Netanyahu likes to tell the foreign media that he will not move forward with any new laws taking away the power of Israel’s Supreme Court, after passing the new “reasonableness” clause last week. Unfortunately, he has not made that clear to the Israeli public and his coalition partners as well as some in his own party are pledging that the entire plan as originally proposed will go through.

Netanyahu again made such comments – only in English – while a guest on Mark Levin’s show Sunday on Fox News.

And in doing so, Benjamin Netanyahu chose to speak with a controversial right-wing political pundit. Mark Levin is not known for being a “fair and balanced” interviewer. On the contrary, he is a very loud and opinionated person who uses bitter sarcasm and a snarky tone of voice when talking about people and ideas that he does not like. This is the standard method used by loudmouth radio and YouTube personalities when they are unable to articulate an actual political argument of any kind and/or when they know their audience is incapable of understanding one.

Prime Minister Netanyahu knows this and so he chose his words carefully,

So, what did Benjamin Netanyahu say now?

First, he criticized President Biden for criticizing his government’s judicial reform plan. Netanyahu said that in more than 16 years in office he “never commented on the internal debates of other democracies.” This may be true, but then again, what influence does Israel have over such debates?

And Netanyahu was again being disingenuous here. In 2015 he spoke before the U.S. House of Representatives at the invitation of the Republican majority at the time. The invitation was sent out without first asking the White House about it, as is customary when inviting a foreign world leader to address Congress. Netanyahu knew at the time that the invitation was a way for the Republicans to embarrass then President Barack Obama, that he was being used as part of a political maneuver that affected America’s internal political debate, and he did not care.

And yet Netanyahu had the chutzpah to conveniently mention that there is some sort of dispute right now in the U.S. between the President and Supreme Court – it was not clear what dispute he was referring to – while saying he would not comment on it.

Then came Benjamin Netanyahu’s refrain, “What we’re doing is not weakening Israeli democracy, we’re strengthening it. We’re bringing it back in line to where most democracies are, where Israel was in its first five decades, and where it should be now.”
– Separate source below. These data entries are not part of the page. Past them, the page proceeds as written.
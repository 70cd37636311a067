//! An in-process [`Transport`] backed by a `Vec<Fact>`, for engine tests
//! that need a real catchup/follow subscription without a network hop.
//!
//! Grounded in the teacher's `InMemoryEventBus`: a `Mutex`-guarded
//! subscriber list fanning out published messages, generalized here to
//! carry a persistent log (so a catchup subscription started after
//! publish still sees the backlog) and to key fan-out on `FactSpec`
//! matches rather than a single message type.

use std::collections::HashMap;
use std::sync::Arc;
use std::sync::atomic::{AtomicBool, Ordering};
use std::time::Duration;

use factflow_core::{
    CoreError, Cursor, Fact, FactPosition, Result, Subscription, SubscriptionMode,
    SubscriptionObserver, SubscriptionRequest, Transport,
};
use parking_lot::Mutex;
use std::future::Future;
use std::pin::Pin;
use tokio::sync::broadcast;

struct Log {
    facts: Vec<Fact>,
    next_position: u64,
    forced_conflicts: HashMap<String, u32>,
}

impl Default for Log {
    fn default() -> Self {
        Self {
            facts: Vec::new(),
            next_position: 0,
            forced_conflicts: HashMap::new(),
        }
    }
}

/// An in-process fact log, usable as a [`Transport`] directly.
pub struct InMemoryTransport {
    log: Mutex<Log>,
    appended: broadcast::Sender<Fact>,
}

impl InMemoryTransport {
    /// Build an empty transport.
    #[must_use]
    pub fn new() -> Self {
        let (appended, _) = broadcast::channel(1024);
        Self {
            log: Mutex::new(Log::default()),
            appended,
        }
    }

    /// Make the next `count` publishes carrying `aggregate_id` fail with
    /// [`CoreError::ConcurrentModification`], to exercise the locking
    /// coordinator's retry path.
    pub fn force_conflict(&self, aggregate_id: impl Into<String>, count: u32) {
        self.log.lock().forced_conflicts.insert(aggregate_id.into(), count);
    }

    /// Every fact currently on the log, in publish order.
    #[must_use]
    pub fn facts(&self) -> Vec<Fact> {
        self.log.lock().facts.clone()
    }
}

impl Default for InMemoryTransport {
    fn default() -> Self {
        Self::new()
    }
}

impl Transport for InMemoryTransport {
    fn publish(&self, facts: Vec<Fact>) -> Pin<Box<dyn Future<Output = Result<()>> + Send + '_>> {
        Box::pin(async move {
            let mut log = self.log.lock();
            for fact in &facts {
                if let Some(aggregate_id) = fact.headers.get("aggregateId")
                    && let Some(remaining) = log.forced_conflicts.get_mut(aggregate_id)
                    && *remaining > 0
                {
                    *remaining -= 1;
                    return Err(CoreError::ConcurrentModification {
                        aggregate_id: aggregate_id.clone(),
                    });
                }
            }

            let mut appended = Vec::with_capacity(facts.len());
            for mut fact in facts {
                log.next_position += 1;
                fact.position = Some(FactPosition::new(log.next_position));
                log.facts.push(fact.clone());
                appended.push(fact);
            }
            drop(log);

            for fact in appended {
                let _ = self.appended.send(fact);
            }
            Ok(())
        })
    }

    fn subscribe(
        &self,
        request: SubscriptionRequest,
        observer: Arc<dyn SubscriptionObserver>,
    ) -> Pin<Box<dyn Future<Output = Result<Box<dyn Subscription>>> + Send + '_>> {
        Box::pin(async move {
            let from = request.from_cursor.unwrap_or_else(Cursor::beginning);
            let backlog: Vec<Fact> = {
                let log = self.log.lock();
                log.facts
                    .iter()
                    .filter(|fact| fact.position.is_some_and(|p| p > from.position()))
                    .filter(|fact| request.specs.iter().any(|spec| spec.matches(fact)))
                    .cloned()
                    .collect()
            };

            for fact in &backlog {
                observer.on_next(fact).await?;
            }

            match request.mode {
                SubscriptionMode::Catchup => {
                    observer.on_catchup().await?;
                    observer.on_complete().await?;
                    Ok(Box::new(CompletedSubscription) as Box<dyn Subscription>)
                }
                SubscriptionMode::Follow => {
                    let mut rx = self.appended.subscribe();
                    let specs = request.specs.clone();
                    let closed = Arc::new(AtomicBool::new(false));
                    let closed_for_task = closed.clone();

                    let handle = tokio::spawn(async move {
                        loop {
                            match rx.recv().await {
                                Ok(fact) => {
                                    if closed_for_task.load(Ordering::Acquire) {
                                        break;
                                    }
                                    if !specs.iter().any(|spec| spec.matches(&fact)) {
                                        continue;
                                    }
                                    if let Err(error) = observer.on_next(&fact).await {
                                        observer.on_error(&error).await;
                                        break;
                                    }
                                }
                                Err(broadcast::error::RecvError::Lagged(_)) => continue,
                                Err(broadcast::error::RecvError::Closed) => break,
                            }
                        }
                    });

                    Ok(Box::new(FollowSubscription {
                        closed,
                        handle: tokio::sync::Mutex::new(Some(handle)),
                    }) as Box<dyn Subscription>)
                }
            }
        })
    }
}

struct CompletedSubscription;

impl Subscription for CompletedSubscription {
    fn await_complete(&self, _max_wait: Option<Duration>) -> Pin<Box<dyn Future<Output = Result<()>> + Send + '_>> {
        Box::pin(async { Ok(()) })
    }

    fn close(&self) -> Pin<Box<dyn Future<Output = Result<()>> + Send + '_>> {
        Box::pin(async { Ok(()) })
    }
}

struct FollowSubscription {
    closed: Arc<AtomicBool>,
    handle: tokio::sync::Mutex<Option<tokio::task::JoinHandle<()>>>,
}

impl Subscription for FollowSubscription {
    fn await_complete(&self, max_wait: Option<Duration>) -> Pin<Box<dyn Future<Output = Result<()>> + Send + '_>> {
        Box::pin(async move {
            match max_wait {
                Some(wait) => {
                    tokio::time::sleep(wait).await;
                    Err(CoreError::CatchupTimeout)
                }
                None => std::future::pending().await,
            }
        })
    }

    fn close(&self) -> Pin<Box<dyn Future<Output = Result<()>> + Send + '_>> {
        Box::pin(async move {
            self.closed.store(true, Ordering::Release);
            if let Some(handle) = self.handle.lock().await.take() {
                handle.abort();
            }
            Ok(())
        })
    }
}
//! Wire transport to the remote fact log.
//!
//! `Transport` is the one external collaborator the engine cannot do
//! without; it is kept deliberately narrow, mirroring the `EventBus`
//! trait's publish/subscribe split, but generalized from plain
//! topic-string subscriptions to [`FactSpec`]-filtered ones carrying an
//! explicit catchup/follow mode and an observer lifecycle, per the
//! subscription driver's needs.

use std::fmt;
use std::future::Future;
use std::pin::Pin;
use std::time::Duration;

use crate::error::Result;
use crate::fact::{Cursor, Fact, FactSpec};

/// Whether a subscription should stop once it reaches the head of the
/// log (`Catchup`) or keep consuming indefinitely (`Follow`).
#[derive(Clone, Copy, Debug, PartialEq, Eq)]
pub enum SubscriptionMode {
    /// Bounded replay: deliver everything up to the log's current head,
    /// then call `on_catchup` and complete.
    Catchup,
    /// Unbounded live subscription: keep delivering facts as they
    /// arrive, never completing on its own.
    Follow,
}

/// A subscription request.
#[derive(Clone, Debug)]
pub struct SubscriptionRequest {
    /// Consumption mode.
    pub mode: SubscriptionMode,
    /// Fact filters; a fact matching any one spec is delivered.
    pub specs: Vec<FactSpec>,
    /// Cursor to resume from; `None` starts from the beginning.
    pub from_cursor: Option<Cursor>,
}

/// Callbacks a [`SubscriptionDriver`](../../factflow_runtime/subscription/struct.SubscriptionDriver.html)
/// invokes as a subscription progresses.
///
/// All methods take `&self`; implementations that need mutable state
/// should use interior mutability (matching `ManagedProjection::execute_update`'s
/// pattern elsewhere in the runtime).
pub trait SubscriptionObserver: Send + Sync {
    /// Called for every fact delivered, in order, never overlapping with
    /// another call.
    fn on_next(&self, fact: &Fact) -> Pin<Box<dyn Future<Output = Result<()>> + Send + '_>>;

    /// Called exactly once, only in `Catchup` mode, when the head of the
    /// log at subscription time has been reached.
    fn on_catchup(&self) -> Pin<Box<dyn Future<Output = Result<()>> + Send + '_>> {
        Box::pin(async { Ok(()) })
    }

    /// Called when the subscription ends without error (catchup
    /// complete, or `Subscription::close` was invoked).
    fn on_complete(&self) -> Pin<Box<dyn Future<Output = Result<()>> + Send + '_>> {
        Box::pin(async { Ok(()) })
    }

    /// Called when the subscription ends because of an error. The
    /// subscription is considered terminated after this call.
    fn on_error(&self, error: &crate::error::CoreError) -> Pin<Box<dyn Future<Output = ()> + Send + '_>>;
}

/// A handle to a live subscription.
pub trait Subscription: Send + Sync {
    /// Block (asynchronously) until the subscription completes, or
    /// until `max_wait` elapses.
    ///
    /// # Errors
    ///
    /// Returns [`crate::error::CoreError::CatchupTimeout`] if `max_wait`
    /// elapses first.
    fn await_complete(
        &self,
        max_wait: Option<Duration>,
    ) -> Pin<Box<dyn Future<Output = Result<()>> + Send + '_>>;

    /// Stop the subscription. Idempotent.
    fn close(&self) -> Pin<Box<dyn Future<Output = Result<()>> + Send + '_>>;
}

impl fmt::Debug for dyn Subscription {
    fn fmt(&self, f: &mut fmt::Formatter<'_>) -> fmt::Result {
        f.debug_struct("Subscription").finish_non_exhaustive()
    }
}

/// Wire transport to the remote fact log.
///
/// Trait-object friendly (`Pin<Box<dyn Future>>` return types) since
/// implementations are held behind `Arc<dyn Transport>` by the
/// projection engine, the same rationale `EventBus` and `EventStore`
/// document for their own method shapes.
pub trait Transport: Send + Sync {
    /// Publish `facts`, all-or-nothing.
    ///
    /// # Errors
    ///
    /// Returns [`crate::error::CoreError::Transport`] on failure.
    fn publish(&self, facts: Vec<Fact>) -> Pin<Box<dyn Future<Output = Result<()>> + Send + '_>>;

    /// Start a subscription matching `request`, delivering to `observer`.
    ///
    /// # Errors
    ///
    /// Returns [`crate::error::CoreError::Transport`] if the subscription
    /// could not be established.
    fn subscribe(
        &self,
        request: SubscriptionRequest,
        observer: std::sync::Arc<dyn SubscriptionObserver>,
    ) -> Pin<Box<dyn Future<Output = Result<Box<dyn Subscription>>> + Send + '_>>;
}
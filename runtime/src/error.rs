//! Runtime-level error taxonomy.
//!
//! Wraps [`CoreError`] with the two variants that depend on engine
//! configuration rather than core data (`LockExceededError`,
//! `CatchupTimeoutError`'s `EngineConfig`-aware framing), so a caller of
//! `factflow-runtime` sees one error type at the public surface instead of
//! having to match on both `CoreError` and a runtime-only enum.

use thiserror::Error;

use factflow_core::CoreError;

/// Errors surfaced by [`crate::engine::ProjectionEngine`] and its
/// collaborators.
#[derive(Error, Debug)]
pub enum EngineError {
    /// A data-model or trait-boundary failure from `factflow-core`.
    #[error(transparent)]
    Core(#[from] CoreError),

    /// The optimistic-publish retry bound was exhausted without a
    /// successful publish.
    #[error("optimistic lock exceeded after {attempts} attempt(s)")]
    LockExceeded {
        /// Number of attempts made before giving up.
        attempts: u32,
        /// The conflict error from the final attempt.
        #[source]
        last: CoreError,
    },
}

/// Convenience alias for runtime-crate fallible operations.
pub type Result<T> = std::result::Result<T, EngineError>;
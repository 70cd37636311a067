//! Optimistic-locked publish with bounded retry.
//!
//! Mirrors the freshen → invoke → conditional-publish → retry-on-conflict
//! loop: the caller's publish closure is re-run against a freshly
//! refreshed projection each time a concurrent writer wins the race,
//! up to a configurable bound.

use std::future::Future;
use std::sync::Arc;
use std::sync::atomic::{AtomicBool, Ordering};

use factflow_core::{CoreError, Fact, ManagedProjection, Transport};

use crate::error::{EngineError, Result};

/// Guards against a `with_lock_on` call re-entering itself on the same
/// engine.
///
/// Realized as an explicit marker rather than thread-local state: the
/// coordinator flips an `AtomicBool` for the duration of the call and a
/// second concurrent call observes it set, rather than relying on
/// ambient per-thread flags that don't compose with work spawned onto a
/// different task.
#[derive(Default)]
pub struct LockContext {
    in_flight: AtomicBool,
}

impl LockContext {
    /// Create a fresh, unlocked context.
    #[must_use]
    pub fn new() -> Self {
        Self::default()
    }

    fn enter(&self) -> Result<LockGuard<'_>> {
        if self.in_flight.swap(true, Ordering::AcqRel) {
            return Err(EngineError::Core(CoreError::NestedLock));
        }
        Ok(LockGuard { context: self })
    }
}

struct LockGuard<'a> {
    context: &'a LockContext,
}

impl Drop for LockGuard<'_> {
    fn drop(&mut self) {
        self.context.in_flight.store(false, Ordering::Release);
    }
}

/// Coordinates optimistic-locked publish attempts for a single projection
/// at a time.
pub struct LockingCoordinator<T> {
    transport: Arc<T>,
    context: LockContext,
}

impl<T: Transport> LockingCoordinator<T> {
    /// Build a coordinator over `transport`.
    #[must_use]
    pub fn new(transport: Arc<T>) -> Self {
        Self {
            transport,
            context: LockContext::new(),
        }
    }

    /// Publish `facts` directly, outside the retry loop.
    ///
    /// Shares `with_lock_on`'s [`LockContext`], so a plain publish made
    /// while a `with_lock_on` call is in flight on this coordinator is
    /// rejected the same way a publish attempted from inside its closure
    /// would be.
    ///
    /// # Errors
    ///
    /// Returns [`CoreError::NestedLock`] if a `with_lock_on` call is
    /// currently in flight, or whatever error the transport surfaces.
    pub async fn publish(&self, facts: Vec<Fact>) -> Result<()> {
        let _guard = self.context.enter()?;
        self.transport.publish(facts).await.map_err(Into::into)
    }

    /// Run `publish` against `projection` under the optimistic-publish
    /// protocol: freshen the projection via `refresh` (a catchup against
    /// the transport), invoke `publish` to compute candidate facts from
    /// the refreshed state, attempt to append them, and on a
    /// concurrent-modification conflict, refresh and retry up to
    /// `retry_bound` times.
    ///
    /// `refresh` runs before every attempt, including the first, so the
    /// publish closure always sees a projection caught up to the latest
    /// observed cursor (spec step 1's "freshly catch up P"). If `publish`
    /// yields no candidate facts, returns `Ok(vec![])` without issuing a
    /// transport publish.
    ///
    /// # Errors
    ///
    /// Returns [`CoreError::NestedLock`] if another `with_lock_on` call
    /// is already in flight on this coordinator, [`EngineError::LockExceeded`]
    /// once `retry_bound` attempts have all lost the race, or whatever
    /// error `refresh`/the transport surface.
    pub async fn with_lock_on<P, F, Fut>(
        &self,
        projection: &P,
        retry_bound: u32,
        mut refresh: impl FnMut() -> Fut,
        mut publish: F,
    ) -> Result<Vec<factflow_core::FactId>>
    where
        P: ManagedProjection,
        F: FnMut(&P::State) -> Vec<Fact>,
        Fut: Future<Output = factflow_core::Result<()>>,
    {
        let _guard = self.context.enter()?;

        let mut attempt = 0;
        loop {
            refresh().await?;

            let candidates = projection.execute_update(|p| publish(p));
            if candidates.is_empty() {
                return Ok(Vec::new());
            }
            let ids = candidates.iter().map(|f| f.id).collect::<Vec<_>>();

            match self.transport.publish(candidates).await {
                Ok(()) => return Ok(ids),
                Err(CoreError::ConcurrentModification { aggregate_id }) => {
                    if attempt >= retry_bound {
                        return Err(EngineError::LockExceeded {
                            attempts: attempt + 1,
                            last: CoreError::ConcurrentModification { aggregate_id },
                        });
                    }
                    tracing::warn!(attempt, aggregate_id, "publish conflicted, retrying");
                    attempt += 1;
                }
                Err(other) => return Err(other.into()),
            }
        }
    }
}

#[cfg(test)]
#[allow(clippy::unwrap_used)]
mod tests {
    use super::*;
    use factflow_core::fact::Cursor;
    use std::future::Future;
    use std::pin::Pin;
    use std::sync::atomic::AtomicUsize;

    struct FlakyTransport {
        conflicts_remaining: AtomicUsize,
        published: Arc<std::sync::Mutex<Vec<Fact>>>,
    }

    impl Transport for FlakyTransport {
        fn publish(
            &self,
            facts: Vec<Fact>,
        ) -> Pin<Box<dyn Future<Output = factflow_core::Result<()>> + Send + '_>> {
            Box::pin(async move {
                if self.conflicts_remaining.load(Ordering::SeqCst) > 0 {
                    self.conflicts_remaining.fetch_sub(1, Ordering::SeqCst);
                    return Err(CoreError::ConcurrentModification {
                        aggregate_id: "order-1".to_string(),
                    });
                }
                self.published.lock().unwrap().extend(facts);
                Ok(())
            })
        }

        fn subscribe(
            &self,
            _request: factflow_core::SubscriptionRequest,
            _observer: Arc<dyn factflow_core::SubscriptionObserver>,
        ) -> Pin<Box<dyn Future<Output = factflow_core::Result<Box<dyn factflow_core::Subscription>>> + Send + '_>>
        {
            Box::pin(async { Err(CoreError::Transport("not supported in test".to_string())) })
        }
    }

    struct Counter {
        total: std::sync::Mutex<i64>,
    }

    impl ManagedProjection for Counter {
        type State = i64;

        fn cursor(&self) -> Cursor {
            Cursor::beginning()
        }

        fn execute_update<R>(&self, f: impl FnOnce(&mut i64) -> R) -> R {
            let mut guard = self.total.lock().unwrap();
            f(&mut guard)
        }

        fn advance_cursor(&self, _cursor: Cursor) {}
    }

    #[tokio::test]
    async fn retries_until_conflict_clears() {
        let transport = FlakyTransport {
            conflicts_remaining: AtomicUsize::new(2),
            published: Arc::new(std::sync::Mutex::new(Vec::new())),
        };
        let coordinator = LockingCoordinator::new(Arc::new(transport));
        let projection = Counter { total: std::sync::Mutex::new(0) };

        let result = coordinator
            .with_lock_on(
                &projection,
                5,
                || async { Ok(()) },
                |_p| vec![Fact::new("ns", "T", 1, vec![])],
            )
            .await;

        assert!(result.is_ok());
    }

    #[tokio::test]
    async fn gives_up_after_retry_bound_exhausted() {
        let transport = FlakyTransport {
            conflicts_remaining: AtomicUsize::new(10),
            published: Arc::new(std::sync::Mutex::new(Vec::new())),
        };
        let coordinator = LockingCoordinator::new(Arc::new(transport));
        let projection = Counter { total: std::sync::Mutex::new(0) };

        let result = coordinator
            .with_lock_on(
                &projection,
                2,
                || async { Ok(()) },
                |_p| vec![Fact::new("ns", "T", 1, vec![])],
            )
            .await;

        assert!(matches!(result, Err(EngineError::LockExceeded { attempts: 3, .. })));
    }

    #[tokio::test]
    async fn empty_candidates_short_circuit_without_publishing() {
        let transport = FlakyTransport {
            conflicts_remaining: AtomicUsize::new(0),
            published: Arc::new(std::sync::Mutex::new(Vec::new())),
        };
        let published = transport.published.clone();
        let coordinator = LockingCoordinator::new(Arc::new(transport));
        let projection = Counter { total: std::sync::Mutex::new(0) };

        let result = coordinator
            .with_lock_on(&projection, 5, || async { Ok(()) }, |_p| vec![])
            .await;

        assert_eq!(result.unwrap(), Vec::new());
        assert!(published.lock().unwrap().is_empty());
    }

    #[tokio::test]
    async fn rejects_nested_call_on_same_coordinator() {
        let transport = FlakyTransport {
            conflicts_remaining: AtomicUsize::new(0),
            published: Arc::new(std::sync::Mutex::new(Vec::new())),
        };
        let coordinator = LockingCoordinator::new(Arc::new(transport));
        let projection = Counter { total: std::sync::Mutex::new(0) };

        let _guard = coordinator.context.enter().unwrap();
        let result = coordinator
            .with_lock_on(&projection, 1, || async { Ok(()) }, |_p| vec![])
            .await;

        assert!(matches!(result, Err(EngineError::Core(CoreError::NestedLock))));
    }
}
That may be true in some ways. But Israel is the only democracy where there is just the government, which itself is the majority in the Knesset. There is no upper body that reviews laws, nor can its President veto them. And it is the government that appoints all senior government officials, except for justices.

“What is democracy? Democracy balances the will of the majority with individual rights or the rights of the minority,” added Netanyahu without the slightest sense of irony. His government wants to end judicial review of new laws in Israel. So, who then will protect the minority’s rights if the Knesset passes a new law that harms it in some way?

“That balance has been thrown off the rails in Israel by, as I said, the most activist judicial court anywhere on Earth. And so when we try to restore it, that is said to be an affront to democracy,” declared Netanyahu.

Even if all of the above were true, it does not mean that Benjamin Netanyahu’s solution to the problem will make things any better.

Why not establish a Senate or some sort of upper body to review government appointments, including judges? Or maybe give the President the authority to make such appointments that would then need to be ratified by the Knesset? The alternatives to the government’s plan are numerous, but it won’t even consider them. That is the Problem Mr. Prime Minister. It is not a disagreement over the diagnosis, but rather over the course of action to be taken.